***** INPUT MATERIAL

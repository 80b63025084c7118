//! Timestamp parsing and expiry derivation shared by both wire shapes.

use chrono::{DateTime, Duration, NaiveDate, NaiveDateTime, Utc};
use serde_json::{Map, Value};

const NAIVE_FORMATS: &[&str] = &["%Y-%m-%d %H:%M:%S", "%Y-%m-%dT%H:%M:%S%.f", "%Y-%m-%dT%H:%M:%S"];

/// Keys carrying a validity duration in days.
pub const DURATION_KEYS: &[&str] = &["valid_for", "validFor", "valid_days", "validDays"];

/// Keys carrying the license creation timestamp.
pub const CREATED_KEYS: &[&str] = &["createdAt", "created_at", "issued_at", "issuedAt"];

/// Keys carrying the activation list.
pub const ACTIVATION_KEYS: &[&str] = &["activationData", "activations"];

const ACTIVATED_AT_KEYS: &[&str] = &["activated_at", "activatedAt", "created_at"];

/// Parse a timestamp given as RFC 3339, naive UTC datetime, date, or epoch seconds.
pub fn parse_timestamp(value: &Value) -> Option<DateTime<Utc>> {
    match value {
        Value::Number(n) => n.as_i64().and_then(|secs| DateTime::<Utc>::from_timestamp(secs, 0)),
        Value::String(s) => parse_timestamp_str(s),
        _ => None,
    }
}

/// String form of [`parse_timestamp`].
pub fn parse_timestamp_str(s: &str) -> Option<DateTime<Utc>> {
    let s = s.trim();
    if s.is_empty() {
        return None;
    }
    if let Ok(dt) = DateTime::parse_from_rfc3339(s) {
        return Some(dt.with_timezone(&Utc));
    }
    for format in NAIVE_FORMATS {
        if let Ok(naive) = NaiveDateTime::parse_from_str(s, format) {
            return Some(naive.and_utc());
        }
    }
    if let Ok(date) = NaiveDate::parse_from_str(s, "%Y-%m-%d") {
        return date.and_hms_opt(0, 0, 0).map(|naive| naive.and_utc());
    }
    s.parse::<i64>()
        .ok()
        .and_then(|secs| DateTime::<Utc>::from_timestamp(secs, 0))
}

/// Read a day count given as a number or numeric string.
pub fn parse_days(value: &Value) -> Option<i64> {
    let days = match value {
        Value::Number(n) => n.as_i64().or_else(|| n.as_f64().map(|f| f as i64)),
        Value::String(s) => s.trim().parse::<i64>().ok(),
        _ => None,
    };
    days.filter(|days| *days > 0)
}

/// First value among `keys` that is not null, `false` or an empty string.
pub fn first_of<'a>(obj: &'a Map<String, Value>, keys: &[&str]) -> Option<&'a Value> {
    keys.iter()
        .filter_map(|key| obj.get(*key))
        .find(|value| is_present(value))
}

fn is_present(value: &Value) -> bool {
    match value {
        Value::Null | Value::Bool(false) => false,
        Value::String(s) => !s.trim().is_empty(),
        _ => true,
    }
}

/// `at + days`, or `None` when the result leaves chrono's range.
pub fn add_days(at: DateTime<Utc>, days: i64) -> Option<DateTime<Utc>> {
    Duration::try_days(days).and_then(|delta| at.checked_add_signed(delta))
}

/// Absolute expiry from a creation timestamp plus a duration in days.
pub fn expiry_from_duration(created: DateTime<Utc>, days: i64) -> Option<DateTime<Utc>> {
    add_days(created, days)
}

/// Derive the license expiry from a response object.
///
/// Order: an explicit expiry field from `explicit_keys`; otherwise the
/// validity duration added to the creation timestamp; otherwise the
/// duration added to the first active activation's `activated_at`.
pub fn derive_expiry(obj: &Map<String, Value>, explicit_keys: &[&str]) -> Option<DateTime<Utc>> {
    if let Some(explicit) = first_of(obj, explicit_keys) {
        return parse_timestamp(explicit);
    }

    let days = first_of(obj, DURATION_KEYS).and_then(parse_days)?;

    if let Some(created) = first_of(obj, CREATED_KEYS).and_then(parse_timestamp) {
        return expiry_from_duration(created, days);
    }

    let activated = first_active_activation(obj)
        .and_then(|activation| first_of(activation, ACTIVATED_AT_KEYS))
        .and_then(parse_timestamp)?;
    expiry_from_duration(activated, days)
}

/// The first activation record without `deactivated_at`, else the first record.
pub fn first_active_activation(obj: &Map<String, Value>) -> Option<&Map<String, Value>> {
    let list = first_of(obj, ACTIVATION_KEYS)?.as_array()?;
    let records: Vec<&Map<String, Value>> = list.iter().filter_map(Value::as_object).collect();
    records
        .iter()
        .find(|record| record.get("deactivated_at").map_or(true, Value::is_null))
        .or_else(|| records.first())
        .copied()
}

**********

YOUR TASK: Keeping every character as it is, restate the lines above that run from the line with "or epoch seconds." through the line with "String form of", both included, and nothing else.

RESPONSE TO THE EXERCISE:
/// Parse a timestamp given as RFC 3339, naive UTC datetime, date, or epoch seconds.
pub fn parse_timestamp(value: &Value) -> Option<DateTime<Utc>> {
    match value {
        Value::Number(n) => n.as_i64().and_then(|secs| DateTime::<Utc>::from_timestamp(secs, 0)),
        Value::String(s) => parse_timestamp_str(s),
        _ => None,
    }
}

/// String form of [`parse_timestamp`].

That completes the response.